BEGIN

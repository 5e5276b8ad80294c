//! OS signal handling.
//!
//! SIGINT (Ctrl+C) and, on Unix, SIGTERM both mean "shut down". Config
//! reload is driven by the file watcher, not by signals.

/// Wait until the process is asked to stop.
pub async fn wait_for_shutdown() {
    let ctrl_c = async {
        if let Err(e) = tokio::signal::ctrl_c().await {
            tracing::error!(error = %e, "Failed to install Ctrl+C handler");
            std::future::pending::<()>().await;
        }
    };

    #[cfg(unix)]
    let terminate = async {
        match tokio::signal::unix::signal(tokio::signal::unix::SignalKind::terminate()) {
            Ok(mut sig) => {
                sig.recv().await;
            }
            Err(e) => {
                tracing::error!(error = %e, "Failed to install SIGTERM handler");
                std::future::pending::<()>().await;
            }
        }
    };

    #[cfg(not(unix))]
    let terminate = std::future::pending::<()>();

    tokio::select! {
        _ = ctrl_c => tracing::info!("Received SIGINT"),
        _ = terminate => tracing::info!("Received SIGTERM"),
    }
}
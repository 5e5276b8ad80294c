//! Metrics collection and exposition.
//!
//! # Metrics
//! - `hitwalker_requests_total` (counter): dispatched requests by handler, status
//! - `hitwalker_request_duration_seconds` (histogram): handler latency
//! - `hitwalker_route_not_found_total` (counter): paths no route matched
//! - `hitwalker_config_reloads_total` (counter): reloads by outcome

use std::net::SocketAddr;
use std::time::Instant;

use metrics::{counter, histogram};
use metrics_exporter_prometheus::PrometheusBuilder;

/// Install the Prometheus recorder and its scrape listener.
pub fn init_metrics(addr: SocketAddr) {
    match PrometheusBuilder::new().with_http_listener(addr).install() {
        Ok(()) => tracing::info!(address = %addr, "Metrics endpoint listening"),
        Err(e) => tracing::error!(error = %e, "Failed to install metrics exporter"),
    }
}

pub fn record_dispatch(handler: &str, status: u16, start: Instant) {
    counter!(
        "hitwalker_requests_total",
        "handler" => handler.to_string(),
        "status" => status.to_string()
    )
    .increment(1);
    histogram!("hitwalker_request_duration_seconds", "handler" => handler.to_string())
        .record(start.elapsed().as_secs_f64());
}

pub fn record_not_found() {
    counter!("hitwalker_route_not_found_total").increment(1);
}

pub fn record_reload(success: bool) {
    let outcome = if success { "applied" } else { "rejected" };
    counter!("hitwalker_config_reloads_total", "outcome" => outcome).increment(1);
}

END

**Requirement**
Give back each line above exactly as written.

**Output of the exercise**
repository 5e5276b8ad80294c
//! OS signal handling.
//!
//! SIGINT (Ctrl+C) and, on Unix, SIGTERM both mean "shut down". Config
//! reload is driven by the file watcher, not by signals.

/// Wait until the process is asked to stop.
pub async fn wait_for_shutdown() {
    let ctrl_c = async {
        if let Err(e) = tokio::signal::ctrl_c().await {
            tracing::error!(error = %e, "Failed to install Ctrl+C handler");
            std::future::pending::<()>().await;
        }
    };

    #[cfg(unix)]
    let terminate = async {
        match tokio::signal::unix::signal(tokio::signal::unix::SignalKind::terminate()) {
            Ok(mut sig) => {
                sig.recv().await;
            }
            Err(e) => {
                tracing::error!(error = %e, "Failed to install SIGTERM handler");
                std::future::pending::<()>().await;
            }
        }
    };

    #[cfg(not(unix))]
    let terminate = std::future::pending::<()>();

    tokio::select! {
        _ = ctrl_c => tracing::info!("Received SIGINT"),
        _ = terminate => tracing::info!("Received SIGTERM"),
    }
}
repository 5e5276b8ad80294c
//! Metrics collection and exposition.
//!
//! # Metrics
//! - `hitwalker_requests_total` (counter): dispatched requests by handler, status
//! - `hitwalker_request_duration_seconds` (histogram): handler latency
//! - `hitwalker_route_not_found_total` (counter): paths no route matched
//! - `hitwalker_config_reloads_total` (counter): reloads by outcome

use std::net::SocketAddr;
use std::time::Instant;

use metrics::{counter, histogram};
use metrics_exporter_prometheus::PrometheusBuilder;

/// Install the Prometheus recorder and its scrape listener.
pub fn init_metrics(addr: SocketAddr) {
    match PrometheusBuilder::new().with_http_listener(addr).install() {
        Ok(()) => tracing::info!(address = %addr, "Metrics endpoint listening"),
        Err(e) => tracing::error!(error = %e, "Failed to install metrics exporter"),
    }
}

pub fn record_dispatch(handler: &str, status: u16, start: Instant) {
    counter!(
        "hitwalker_requests_total",
        "handler" => handler.to_string(),
        "status" => status.to_string()
    )
    .increment(1);
    histogram!("hitwalker_request_duration_seconds", "handler" => handler.to_string())
        .record(start.elapsed().as_secs_f64());
}

pub fn record_not_found() {
    counter!("hitwalker_route_not_found_total").increment(1);
}

pub fn record_reload(success: bool) {
    let outcome = if success { "applied" } else { "rejected" };
    counter!("hitwalker_config_reloads_total", "outcome" => outcome).increment(1);
}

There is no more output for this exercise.